Install it from the \Emph{Packages} menu item or with
<>=
install.packages("lme4a",
repos="http://lme4.r-forge.r-project.org/repos")
@
\item You only need to install a package once. If a new version
becomes available you can update (see the menu item).
\item To use a package in an R session you attach it using
<>=
require(lme4a)
@
or
<>=
library(lme4a)
@
(Causing widespread confusion of the terms ``package'' and ``library''.)
\end{itemize}
\end{frame}
\begin{frame}[fragile]
\frametitle{Accessing documentation}
\begin{itemize}
\item To be added to CRAN, a package must pass a series of quality
control checks. In particular, all functions and data sets must
be documented. Examples and tests can also be included.

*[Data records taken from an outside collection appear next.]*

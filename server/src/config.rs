//! Configuration management for the server.

use std::env;

/// Server configuration loaded from environment variables.
#[derive(Debug, Clone)]
pub struct Config {
    /// Server host address
    pub host: String,
    /// Server port
    pub port: u16,
    /// PostgreSQL connection URL
    pub database_url: String,
}

impl Config {
    /// Load configuration from environment variables.
    pub fn from_env() -> Result<Self, ConfigError> {
        Self::from_lookup(|key| env::var(key).ok())
    }

    /// Load configuration through an arbitrary variable lookup.
    pub fn from_lookup(lookup: impl Fn(&str) -> Option<String>) -> Result<Self, ConfigError> {
        let host = lookup("HOST").unwrap_or_else(|| "0.0.0.0".to_string());

        let port = lookup("PORT")
            .unwrap_or_else(|| "3000".to_string())
            .parse()
            .map_err(|_| ConfigError::InvalidPort)?;

        let database_url = lookup("DATABASE_URL").ok_or(ConfigError::MissingDatabaseUrl)?;

        Ok(Self {
            host,
            port,
            database_url,
        })
    }
}

/// Configuration errors.
#[derive(Debug, thiserror::Error, PartialEq, Eq)]
pub enum ConfigError {
    #[error("DATABASE_URL environment variable is required")]
    MissingDatabaseUrl,

    #[error("Invalid PORT value")]
    InvalidPort,
}

#[cfg(test)]
mod tests {
    use super::*;

    #[test]
    fn defaults_apply() {
        let config = Config::from_lookup(|key| {
            (key == "DATABASE_URL").then(|| "postgres://localhost/tally".to_string())
        })
        .unwrap();
        assert_eq!(config.host, "0.0.0.0");
        assert_eq!(config.port, 3000);
    }

    #[test]
    fn database_url_is_required() {
        assert_eq!(
            Config::from_lookup(|_| None).unwrap_err(),
            ConfigError::MissingDatabaseUrl
        );
    }

    #[test]
    fn port_must_be_numeric() {
        let err = Config::from_lookup(|key| match key {
            "PORT" => Some("http".into()),
            "DATABASE_URL" => Some("postgres://localhost/tally".into()),
            _ => None,
        })
        .unwrap_err();
        assert_eq!(err, ConfigError::InvalidPort);
    }
}
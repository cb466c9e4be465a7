//! Wire format shared by `tally-server` and [`super::HttpRemote`].
//!
//! Subscription frames are JSON text messages tagged by `type`, snake_case.

use crate::document::Document;
use crate::{CollectionName, RecordId};
use serde::{Deserialize, Serialize};

/// Messages pushed by the server on a collection subscription.
#[derive(Debug, Clone, PartialEq, Serialize, Deserialize)]
#[serde(tag = "type", rename_all = "snake_case")]
pub enum Frame {
    /// Full current contents of a collection.
    Snapshot {
        collection: CollectionName,
        documents: Vec<Document>,
    },

    /// Response to a client ping.
    Pong,

    /// The feed hit an error.
    Error { message: String },
}

impl Frame {
    pub fn error(message: impl Into<String>) -> Self {
        Frame::Error {
            message: message.into(),
        }
    }
}

/// Messages a subscriber may send.
#[derive(Debug, Clone, PartialEq, Serialize, Deserialize)]
#[serde(tag = "type", rename_all = "snake_case")]
pub enum ClientFrame {
    Ping,
}

/// Response body of `POST /collections/{name}`.
#[derive(Debug, Clone, PartialEq, Serialize, Deserialize)]
pub struct AddResponse {
    pub id: RecordId,
}

/// Error body returned by the server on non-2xx responses.
#[derive(Debug, Clone, PartialEq, Serialize, Deserialize)]
pub struct ErrorBody {
    pub error: String,
    #[serde(default, skip_serializing_if = "Option::is_none")]
    pub details: Option<String>,
}
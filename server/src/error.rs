//! Unified error handling for the server.

use axum::{
    http::StatusCode,
    response::{IntoResponse, Response},
    Json,
};
use tally_engine::remote::wire::ErrorBody;

/// Application error type.
#[derive(Debug, thiserror::Error)]
pub enum AppError {
    #[error("Database error: {0}")]
    Database(#[from] sqlx::Error),

    #[error("Invalid request: {0}")]
    BadRequest(String),

    #[error("Not found: {0}")]
    NotFound(String),
}

impl IntoResponse for AppError {
    fn into_response(self) -> Response {
        let (status, error_message, details) = match &self {
            AppError::Database(e) => {
                tracing::error!("Database error: {:?}", e);
                (
                    StatusCode::INTERNAL_SERVER_ERROR,
                    "Database error".to_string(),
                    None,
                )
            }
            AppError::BadRequest(msg) => {
                tracing::warn!("Bad request: {}", msg);
                (StatusCode::BAD_REQUEST, msg.clone(), None)
            }
            AppError::NotFound(msg) => {
                tracing::warn!("Not found: {}", msg);
                (StatusCode::NOT_FOUND, msg.clone(), None)
            }
        };

        let body = Json(ErrorBody {
            error: error_message,
            details,
        });

        (status, body).into_response()
    }
}

/// Result type alias for handlers.
pub type Result<T> = std::result::Result<T, AppError>;
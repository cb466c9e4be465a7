//! Health check endpoint.

use axum::{routing::get, Json, Router};
use serde::Serialize;

use crate::AppState;

/// Health check response.
#[derive(Serialize)]
pub struct HealthResponse {
    pub status: String,
    pub version: String,
}

/// Create health routes.
pub fn routes() -> Router<AppState> {
    Router::new()
        .route("/health", get(health_check))
        .route("/", get(root))
}

/// Health check handler.
async fn health_check() -> Json<HealthResponse> {
    Json(HealthResponse {
        status: "ok".to_string(),
        version: env!("CARGO_PKG_VERSION").to_string(),
    })
}

/// Root handler.
async fn root() -> &'static str {
    "Tally Document Server"
}
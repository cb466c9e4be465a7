//! In-memory application state.
//!
//! [`AppState`] is the single source of truth during a session. Local Store
//! and the remote service are downstream mirrors of it.

use crate::{Client, Order, Product, RecordId};
use serde::{Deserialize, Serialize};

/// Anything stored in a [`Collection`].
pub trait Keyed {
    fn key(&self) -> &str;
}

impl Keyed for Product {
    fn key(&self) -> &str {
        &self.id
    }
}

impl Keyed for Client {
    fn key(&self) -> &str {
        &self.id
    }
}

impl Keyed for Order {
    fn key(&self) -> &str {
        &self.id
    }
}

/// An ordered collection of records with unique ids.
///
/// Insertion order is preserved so the persisted array keeps the order in
/// which records were created.
#[derive(Debug, Clone, PartialEq, Serialize, Deserialize)]
#[serde(transparent)]
pub struct Collection<T> {
    records: Vec<T>,
}

impl<T> Default for Collection<T> {
    fn default() -> Self {
        Self {
            records: Vec::new(),
        }
    }
}

impl<T: Keyed> Collection<T> {
    /// Create an empty collection.
    pub fn new() -> Self {
        Self::default()
    }

    /// Build a collection from records, keeping the last record for any
    /// repeated id.
    pub fn from_records(records: impl IntoIterator<Item = T>) -> Self {
        let mut collection = Self::new();
        for record in records {
            collection.upsert(record);
        }
        collection
    }

    /// Get a record by ID.
    pub fn get(&self, id: &str) -> Option<&T> {
        self.records.iter().find(|r| r.key() == id)
    }

    /// Check if a record exists.
    pub fn contains(&self, id: &str) -> bool {
        self.get(id).is_some()
    }

    /// Insert a record, or overwrite the one with the same id in place.
    ///
    /// Returns the record that was replaced, if any.
    pub fn upsert(&mut self, record: T) -> Option<T> {
        match self.records.iter().position(|r| r.key() == record.key()) {
            Some(index) => Some(std::mem::replace(&mut self.records[index], record)),
            None => {
                self.records.push(record);
                None
            }
        }
    }

    /// Remove a record by ID.
    pub fn remove(&mut self, id: &str) -> Option<T> {
        let index = self.records.iter().position(|r| r.key() == id)?;
        Some(self.records.remove(index))
    }

    /// Replace the whole collection.
    pub fn replace(&mut self, records: Vec<T>) {
        *self = Self::from_records(records);
    }

    pub fn iter(&self) -> impl Iterator<Item = &T> {
        self.records.iter()
    }

    pub fn as_slice(&self) -> &[T] {
        &self.records
    }

    pub fn ids(&self) -> impl Iterator<Item = &str> {
        self.records.iter().map(Keyed::key)
    }

    pub fn len(&self) -> usize {
        self.records.len()
    }

    pub fn is_empty(&self) -> bool {
        self.records.is_empty()
    }
}

impl<T: Keyed> FromIterator<T> for Collection<T> {
    fn from_iter<I: IntoIterator<Item = T>>(iter: I) -> Self {
        Self::from_records(iter)
    }
}

/// The three in-memory collections.
#[derive(Debug, Clone, Default, PartialEq, Serialize, Deserialize)]
#[serde(rename_all = "camelCase")]
pub struct AppState {
    pub products: Collection<Product>,
    pub clients: Collection<Client>,
    pub orders: Collection<Order>,
}

impl AppState {
    /// Create an empty state.
    pub fn new() -> Self {
        Self::default()
    }

    pub fn product(&self, id: &str) -> Option<&Product> {
        self.products.get(id)
    }

    pub fn client(&self, id: &str) -> Option<&Client> {
        self.clients.get(id)
    }

    pub fn order(&self, id: &str) -> Option<&Order> {
        self.orders.get(id)
    }

    /// Orders referencing the given client id.
    pub fn orders_for_client<'a>(&'a self, client_id: &'a RecordId) -> impl Iterator<Item = &'a Order> {
        self.orders.iter().filter(move |o| &o.client_id == client_id)
    }

    /// Total number of records across all collections.
    pub fn record_count(&self) -> usize {
        self.products.len() + self.clients.len() + self.orders.len()
    }
}
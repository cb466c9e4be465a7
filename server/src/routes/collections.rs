//! Collection endpoint routes.

use axum::{
    extract::{ws::WebSocketUpgrade, Path, State},
    http::StatusCode,
    response::Response,
    routing::get,
    Json, Router,
};
use serde_json::Value;
use tally_engine::remote::wire::AddResponse;
use tally_engine::Document;

use crate::error::Result;
use crate::handlers::{
    handle_add, handle_delete, handle_feed_connection, handle_list, handle_set, handle_update,
    into_fields, parse_collection,
};
use crate::AppState;

/// Create collection routes.
pub fn routes() -> Router<AppState> {
    Router::new()
        .route("/collections/{name}", get(list_handler).post(add_handler))
        .route("/collections/{name}/subscribe", get(subscribe_handler))
        .route(
            "/collections/{name}/{id}",
            axum::routing::put(set_handler)
                .patch(update_handler)
                .delete(delete_handler),
        )
}

/// GET /collections/{name} - List all documents.
async fn list_handler(
    State(state): State<AppState>,
    Path(name): Path<String>,
) -> Result<Json<Vec<Document>>> {
    let collection = parse_collection(&name)?;
    let documents = handle_list(&state.pool, collection).await?;
    Ok(Json(documents))
}

/// POST /collections/{name} - Add a document under a server-assigned id.
async fn add_handler(
    State(state): State<AppState>,
    Path(name): Path<String>,
    Json(body): Json<Value>,
) -> Result<(StatusCode, Json<AddResponse>)> {
    let collection = parse_collection(&name)?;
    let fields = into_fields(body)?;
    let response = handle_add(&state.pool, &state.feeds, collection, fields).await?;
    Ok((StatusCode::CREATED, Json(response)))
}

/// PUT /collections/{name}/{id} - Create or replace a document.
async fn set_handler(
    State(state): State<AppState>,
    Path((name, id)): Path<(String, String)>,
    Json(body): Json<Value>,
) -> Result<StatusCode> {
    let collection = parse_collection(&name)?;
    let fields = into_fields(body)?;
    handle_set(&state.pool, &state.feeds, collection, &id, fields).await?;
    Ok(StatusCode::NO_CONTENT)
}

/// PATCH /collections/{name}/{id} - Merge fields into an existing document.
async fn update_handler(
    State(state): State<AppState>,
    Path((name, id)): Path<(String, String)>,
    Json(body): Json<Value>,
) -> Result<StatusCode> {
    let collection = parse_collection(&name)?;
    let fields = into_fields(body)?;
    handle_update(&state.pool, &state.feeds, collection, &id, fields).await?;
    Ok(StatusCode::NO_CONTENT)
}

/// DELETE /collections/{name}/{id} - Delete a document.
async fn delete_handler(
    State(state): State<AppState>,
    Path((name, id)): Path<(String, String)>,
) -> Result<StatusCode> {
    let collection = parse_collection(&name)?;
    handle_delete(&state.pool, &state.feeds, collection, &id).await?;
    Ok(StatusCode::NO_CONTENT)
}

/// GET /collections/{name}/subscribe - Live snapshot feed over WebSocket.
async fn subscribe_handler(
    State(state): State<AppState>,
    Path(name): Path<String>,
    ws: WebSocketUpgrade,
) -> Result<Response> {
    let collection = parse_collection(&name)?;
    let pool = state.pool.clone();
    let feeds = state.feeds.clone();
    Ok(ws.on_upgrade(move |socket| handle_feed_connection(socket, pool, feeds, collection)))
}
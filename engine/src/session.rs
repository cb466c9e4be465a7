//! A passcode-gated session around the engine.

use crate::config::Config;
use crate::gate::PasscodeGate;
use crate::local::{FileBackend, LocalStore, StorageBackend};
use crate::reconcile::{Engine, SyncReport};
use crate::remote::{HttpRemote, RemoteCollections, RemoteResult};
use crate::error::Result;
use std::future::Future;

/// Result of an unlock attempt.
#[derive(Debug, Clone, PartialEq, Eq)]
pub enum Unlock {
    /// Wrong code; try again.
    Rejected,
    /// Unlocked, local-only.
    LocalOnly,
    /// Unlocked and attached to the remote.
    Attached(SyncReport),
}

/// Nothing but the gate is reachable until the session is unlocked.
pub struct Session<B> {
    gate: PasscodeGate,
    engine: Engine<B>,
    unlocked: bool,
}

impl<B: StorageBackend> Session<B> {
    pub fn new(gate: PasscodeGate, engine: Engine<B>) -> Self {
        Self {
            gate,
            engine,
            unlocked: false,
        }
    }

    pub fn is_unlocked(&self) -> bool {
        self.unlocked
    }

    /// Check the passcode without touching the remote.
    pub fn unlock(&mut self, input: &str) -> bool {
        if !self.unlocked {
            self.unlocked = self.gate.check(input);
        }
        self.unlocked
    }

    /// Check the passcode and, on the first success, initialize the remote.
    ///
    /// `init` is only awaited when this attempt is the one that unlocks.
    pub async fn unlock_and_connect<F, R>(&mut self, input: &str, init: F) -> Unlock
    where
        F: Future<Output = RemoteResult<R>>,
        R: RemoteCollections + 'static,
    {
        if self.unlocked {
            return Unlock::LocalOnly;
        }
        if !self.unlock(input) {
            return Unlock::Rejected;
        }
        match self.engine.connect(init).await {
            Some(report) => Unlock::Attached(report),
            None => Unlock::LocalOnly,
        }
    }

    pub fn engine(&self) -> Option<&Engine<B>> {
        self.unlocked.then_some(&self.engine)
    }

    pub fn engine_mut(&mut self) -> Option<&mut Engine<B>> {
        if self.unlocked {
            Some(&mut self.engine)
        } else {
            None
        }
    }
}

/// Session over the file-backed Local Store, optionally mirrored to
/// `tally-server`.
pub struct ConfiguredSession {
    session: Session<FileBackend>,
    remote_url: Option<String>,
}

impl ConfiguredSession {
    /// Open the Local Store under `config.data_dir`.
    pub fn open(config: Config) -> Result<Self> {
        let backend = FileBackend::open(&config.data_dir)?;
        let engine = Engine::open(LocalStore::new(backend));
        Ok(Self {
            session: Session::new(PasscodeGate::new(config.passcode), engine),
            remote_url: config.remote_url,
        })
    }

    /// Unlock, connecting to the configured remote if there is one.
    pub async fn unlock(&mut self, input: &str) -> Unlock {
        match self.remote_url.clone() {
            Some(url) => {
                self.session
                    .unlock_and_connect(input, HttpRemote::connect(url))
                    .await
            }
            None if self.session.unlock(input) => Unlock::LocalOnly,
            None => Unlock::Rejected,
        }
    }

    pub fn session(&self) -> &Session<FileBackend> {
        &self.session
    }

    pub fn session_mut(&mut self) -> &mut Session<FileBackend> {
        &mut self.session
    }
}

#[cfg(test)]
mod tests {
    use super::*;
    use crate::local::MemoryBackend;
    use crate::reconcile::SyncMode;
    use crate::remote::{MemoryRemote, RemoteError};

    fn session() -> Session<MemoryBackend> {
        Session::new(
            PasscodeGate::new("1234".parse().unwrap()),
            Engine::open(LocalStore::new(MemoryBackend::new())),
        )
    }

    #[test]
    fn engine_hidden_until_unlocked() {
        let mut session = session();
        assert!(session.engine().is_none());
        assert!(!session.unlock("9999"));
        assert!(session.engine_mut().is_none());
        assert!(session.unlock("1234"));
        assert!(session.engine().is_some());
    }

    #[tokio::test]
    async fn wrong_code_does_not_init_remote() {
        let mut session = session();
        let remote = MemoryRemote::new();
        let handle = remote.clone();
        let outcome = session
            .unlock_and_connect("0000", async move { Ok(remote) })
            .await;
        assert_eq!(outcome, Unlock::Rejected);
        assert!(handle.calls().is_empty());
    }

    #[tokio::test]
    async fn unlock_attaches_once() {
        let mut session = session();
        let remote = MemoryRemote::new();
        let outcome = session
            .unlock_and_connect("1234", async move { Ok(remote) })
            .await;
        assert!(matches!(outcome, Unlock::Attached(_)));
        assert_eq!(
            session.engine().map(Engine::mode),
            Some(SyncMode::RemoteAttached)
        );

        let again = session
            .unlock_and_connect("1234", async { Ok(MemoryRemote::new()) })
            .await;
        assert_eq!(again, Unlock::LocalOnly);
    }

    #[tokio::test]
    async fn failed_init_still_unlocks() {
        let mut session = session();
        let outcome = session
            .unlock_and_connect("1234", async {
                Err::<MemoryRemote, _>(RemoteError::Unavailable("offline".into()))
            })
            .await;
        assert_eq!(outcome, Unlock::LocalOnly);
        assert!(session.is_unlocked());
        assert!(session.engine().unwrap().remote_failed());
    }

    #[tokio::test]
    async fn configured_session_without_remote() {
        let dir = tempfile::tempdir().unwrap();
        let config = Config::from_lookup(|key| match key {
            "TALLY_PASSCODE" => Some("4321".into()),
            "TALLY_DATA_DIR" => Some(dir.path().display().to_string()),
            _ => None,
        })
        .unwrap();

        let mut configured = ConfiguredSession::open(config).unwrap();
        assert_eq!(configured.unlock("1111").await, Unlock::Rejected);
        assert_eq!(configured.unlock("4321").await, Unlock::LocalOnly);
        assert!(configured.session().is_unlocked());
    }
}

\item The \code{data} function provides names and brief descriptions
of the data sets in a package.
\begin{Schunk}
\begin{Sinput}
> data(package = "lme4a")
\end{Sinput}
\begin{Soutput}
Data sets in package 'lme4a':
Dyestuff Yield of dyestuff by batch
Dyestuff2 Yield of dyestuff by batch
Pastes Paste strength by batch and cask
Penicillin Variation in penicillin testing
cake Breakage angle of chocolate cakes
cbpp Contagious bovine pleuropneumonia
sleepstudy Reaction times in a sleep deprivation study
\end{Soutput}
\end{Schunk}
\item Use \code{?} followed by the name of a function or data set to
view its documentation. If the documentation contains an example
section, you can execute it with the \code{example} function.
\end{itemize}
\end{frame}
\begin{frame}
\frametitle{Effects - fixed and random}
\begin{itemize}
\item Mixed-effects models, like many statistical models, describe
the relationship between a \Emph{response} variable and one or
more \Emph{covariates} recorded with it.
\item The models we will discuss are based on a \Emph{linear
predictor} expression incorporating \Emph{coefficients} that are
estimated from the observed data.
\item Coefficients associated with the levels of a categorical
covariate are sometimes called the \Emph{effects} of the levels.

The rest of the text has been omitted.